From 1996 to 2007 Lazonick was also on the faculty of INSEAD, the international business school in France, where he held an appointment as distinguished research professor. Additionally, he was a professor of economics at the University of Tokyo (1996-1997) and a visiting professor at the BI Norwegian Business School (2002-2005). In recent years, he has also held visiting positions at the University of Bordeaux and the University of Toulouse.

Although RESD no longer exists, Lazonick remains a professor at UMass Lowell, where he co-directs the Center for Industrial Competitiveness.
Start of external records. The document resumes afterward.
//! Transform rules: one file pattern mapped to one named handler.

use std::path::{Path, PathBuf};

use regex::Regex;
use serde::{Serialize, Serializer};
use serde_json::{Map, Value};

use buildgate_shared::{BuildGateError, Result};

/// Handler that inlines small files and emits hashed copies of large ones.
pub const URL_HANDLER: &str = "url-loader";

/// What kind of source a rule is responsible for.
#[derive(Debug, Clone, Copy, PartialEq, Eq, Hash, Serialize)]
#[serde(rename_all = "lowercase")]
pub enum RuleCategory {
    Lint,
    Script,
    Component,
    Image,
    Media,
    Font,
}

impl RuleCategory {
    /// Output directory for emitted files of this category, if any.
    pub fn output_dir(&self) -> Option<&'static str> {
        match self {
            Self::Image => Some("img"),
            Self::Media => Some("media"),
            Self::Font => Some("fonts"),
            Self::Lint | Self::Script | Self::Component => None,
        }
    }
}

/// Stage a rule runs in. Normal rules carry no marker.
#[derive(Debug, Clone, Copy, PartialEq, Eq, Serialize)]
#[serde(rename_all = "lowercase")]
pub enum Enforce {
    Pre,
}

/// A single entry of the ordered dispatch table.
///
/// Serializes to the shape the bundling engine expects:
/// `{ "test": "<regex>", "loader": "<handler>", "enforce"?, "include"?, "options"? }`.
#[derive(Debug, Clone, Serialize)]
pub struct TransformRule {
    #[serde(rename = "test", serialize_with = "serialize_regex")]
    pub pattern: Regex,
    #[serde(rename = "loader")]
    pub handler: String,
    #[serde(skip)]
    pub category: RuleCategory,
    #[serde(skip_serializing_if = "Option::is_none")]
    pub enforce: Option<Enforce>,
    /// Directories the resource must live under. Empty means anywhere.
    #[serde(skip_serializing_if = "Vec::is_empty")]
    pub include: Vec<PathBuf>,
    #[serde(skip_serializing_if = "Map::is_empty")]
    pub options: Map<String, Value>,
}

fn serialize_regex<S: Serializer>(re: &Regex, s: S) -> std::result::Result<S::Ok, S::Error> {
    s.serialize_str(re.as_str())
}

impl TransformRule {
    /// Create a rule from a regex source and a handler name.
    pub fn new(category: RuleCategory, pattern: &str, handler: impl Into<String>) -> Result<Self> {
        let pattern = Regex::new(pattern)
            .map_err(|e| BuildGateError::config(format!("invalid rule pattern '{pattern}': {e}")))?;

        Ok(Self {
            pattern,
            handler: handler.into(),
            category,
            enforce: None,
            include: Vec::new(),
            options: Map::new(),
        })
    }

    /// Run this rule in the `pre` stage, ahead of every normal rule.
    pub fn enforce_pre(mut self) -> Self {
        self.enforce = Some(Enforce::Pre);
        self
    }

    /// Restrict the rule to resources under `dirs`.
    pub fn include<I, P>(mut self, dirs: I) -> Self
    where
        I: IntoIterator<Item = P>,
        P: Into<PathBuf>,
    {
        self.include.extend(dirs.into_iter().map(Into::into));
        self
    }

    /// Set a handler option.
    pub fn option(mut self, key: &str, value: impl Into<Value>) -> Self {
        self.options.insert(key.to_string(), value.into());
        self
    }

    pub fn is_pre(&self) -> bool {
        self.enforce == Some(Enforce::Pre)
    }

    /// Whether this rule applies to `resource` (a path without query string).
    pub fn matches(&self, resource: &str) -> bool {
        if !self.pattern.is_match(resource) {
            return false;
        }
        self.include.is_empty()
            || self
                .include
                .iter()
                .any(|dir| Path::new(resource).starts_with(dir))
    }
}

#[cfg(test)]
mod tests {
    use super::*;

    #[test]
    fn include_restricts_matches() {
        let rule = TransformRule::new(RuleCategory::Script, r"\.js$", "babel-loader")
            .unwrap()
            .include(["/app/src"]);

        assert!(rule.matches("/app/src/main.js"));
        assert!(!rule.matches("/app/node_modules/lib/index.js"));
        // Prefix must be a whole path component.
        assert!(!rule.matches("/app/srcfoo/main.js"));
    }

    #[test]
    fn invalid_pattern_is_config_error() {
        let err = TransformRule::new(RuleCategory::Image, r"\.(png", URL_HANDLER).unwrap_err();
        assert!(matches!(err, BuildGateError::Config { .. }));
    }

    #[test]
    fn serializes_engine_shape() {
        let rule = TransformRule::new(RuleCategory::Lint, r"\.(js|vue)$", "eslint-loader")
            .unwrap()
            .enforce_pre()
            .option("emitWarning", true);

        let json = serde_json::to_value(&rule).unwrap();
        assert_eq!(json["test"], r"\.(js|vue)$");
        assert_eq!(json["loader"], "eslint-loader");
        assert_eq!(json["enforce"], "pre");
        assert_eq!(json["options"]["emitWarning"], true);
        assert!(json.get("include").is_none());
        assert!(json.get("category").is_none());
    }
}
Lazonick is also visiting professor at the University of Ljubljana, where he teaches a PhD course, The Theory of Innovative Enterprise, and at the Telecom Business School, Paris, where he engages in collaborative work on innovation and competition in the global communication technology industries.

=== The Academic-Industry Research Network ===
In 2010, Lazonick started a 501(c)(3) organization called the Academic-Industry Research Network, also known as AIRnet, which publishes research from Lazonick and other academics. The organization seeks to foster research regarding economic development, and ways it can become more sustainable and inclusive.

==Research==

=== Economic innovation ===
Lazonick is co-organizer of the Edith Penrose Centenary Conference to be held at SOAS, University of London, on November 14–15, 2014.

=== Financialization ===
Much of Lazonick's research has been devoted to stock buybacks and the financialization of economies. This began during his time at Harvard in the 1980s, where he took note of his colleague Michael C. Jensen, who became a major proponent of mass stock buybacks. Since then, Lazonick has publicly advocated against such buybacks through various research papers and articles, becoming a major voice regarding the matter.
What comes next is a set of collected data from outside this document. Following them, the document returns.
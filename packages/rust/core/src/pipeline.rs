//! End-to-end `build` pipeline: validate → clean → compile → report.
//!
//! [`BuildOrchestrator`] owns the state of one run. Every stage either
//! advances the state machine or sends it straight to [`BuildState::Failed`];
//! later stages never run after a failure.

use std::time::{Duration, Instant};

use tracing::{debug, error, info, instrument};

use buildgate_assets::{AssetPipelineConfig, PipelineOptions};
use buildgate_shared::{BuildGateError, BuildResult, BuildSettings, Engines, Result, Violation};

use crate::clean::OutputCleaner;
use crate::engine::BundlingEngine;
use crate::gate::{self, ToolProbe};
use crate::request::BuildRequest;

/// Exit code of a successful run.
pub const EXIT_SUCCESS: i32 = 0;

/// Exit code of any failed run.
pub const EXIT_FAILURE: i32 = 1;

// ---------------------------------------------------------------------------
// States
// ---------------------------------------------------------------------------

/// Where a build run currently is.
#[derive(Debug, Clone, Copy, PartialEq, Eq, Hash)]
pub enum BuildState {
    Idle,
    Validating,
    Cleaning,
    Compiling,
    Reporting,
    Succeeded,
    Failed,
}

impl BuildState {
    pub fn is_terminal(&self) -> bool {
        matches!(self, Self::Succeeded | Self::Failed)
    }

    /// Whether `next` is a legal successor of `self`.
    pub fn can_advance_to(&self, next: BuildState) -> bool {
        use BuildState::*;
        match (self, next) {
            (Idle, Validating)
            | (Validating, Cleaning)
            | (Cleaning, Compiling)
            | (Compiling, Reporting)
            | (Reporting, Succeeded) => true,
            (from, Failed) => !from.is_terminal() && *from != Idle,
            _ => false,
        }
    }

    /// Short label used in progress output and failure messages.
    pub fn label(&self) -> &'static str {
        match self {
            Self::Idle => "idle",
            Self::Validating => "checking versions",
            Self::Cleaning => "cleaning output",
            Self::Compiling => "compiling",
            Self::Reporting => "reporting",
            Self::Succeeded => "succeeded",
            Self::Failed => "failed",
        }
    }
}

impl std::fmt::Display for BuildState {
    fn fmt(&self, f: &mut std::fmt::Formatter<'_>) -> std::fmt::Result {
        f.write_str(self.label())
    }
}

// ---------------------------------------------------------------------------
// Outcome
// ---------------------------------------------------------------------------

/// Final report of one build run.
#[derive(Debug)]
pub struct BuildOutcome {
    /// Terminal state (`Succeeded` or `Failed`).
    pub state: BuildState,
    pub exit_code: i32,
    /// The stage that was active when the run failed.
    pub failed_stage: Option<BuildState>,
    pub error: Option<BuildGateError>,
    /// Engine result, when compilation finished.
    pub result: Option<BuildResult>,
    /// Every state visited, in order, starting at `Idle`.
    pub history: Vec<BuildState>,
    pub elapsed: Duration,
}

impl BuildOutcome {
    pub fn succeeded(&self) -> bool {
        self.state == BuildState::Succeeded
    }

    pub fn visited(&self, state: BuildState) -> bool {
        self.history.contains(&state)
    }
}

// ---------------------------------------------------------------------------
// Progress
// ---------------------------------------------------------------------------

/// Progress callback for reporting build status.
pub trait ProgressReporter: Send + Sync {
    /// Called when entering a new stage.
    fn phase(&self, state: BuildState);
    /// Called with every unmet toolchain requirement.
    fn violations(&self, violations: &[Violation]);
    /// Called with the engine's summary text before the verdict.
    fn summary(&self, text: &str);
    /// Called once the run reaches a terminal state.
    fn done(&self, outcome: &BuildOutcome);
}

/// No-op progress reporter for headless/test usage.
pub struct SilentProgress;

impl ProgressReporter for SilentProgress {
    fn phase(&self, _state: BuildState) {}
    fn violations(&self, _violations: &[Violation]) {}
    fn summary(&self, _text: &str) {}
    fn done(&self, _outcome: &BuildOutcome) {}
}

// ---------------------------------------------------------------------------
// Orchestrator
// ---------------------------------------------------------------------------

/// Runs one build: gate, clean, compile, report.
pub struct BuildOrchestrator<'a, P, E> {
    settings: &'a BuildSettings,
    engines: &'a Engines,
    probe: P,
    engine: E,
    state: BuildState,
    history: Vec<BuildState>,
}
Lazonick began this line of research in the late 1980s, becoming an early critic of the belief that companies should be run to maximize shareholder value. In collaboration with Mary O'Sullivan, he continued this work in the 1990s at STEP Group, a research organization directed by Keith Smith in Oslo, Norway, and in the last half of the 1990s and early 2000s at INSEAD, where he directed the European Commission project Corporate Governance, Innovation, and Economic Performance.

In recent years, this research has made Lazonick a sought-after adviser to various United States politicians. Lazonick advised both Hillary Clinton's 2016 Presidential Campaign, and Bernie Sander's 2016 Presidential Campaign, as well as Marco Rubio.

==== Impact on innovation ====
Lazonick's 2009 book Sustainable Prosperity in the New Economy? Business Organization and High-Tech Employment in the United States, published by the Upjohn Institute for Employment Research, won the 2010 Schumpeter Prize, awarded by the International Joseph A. Schumpeter Society.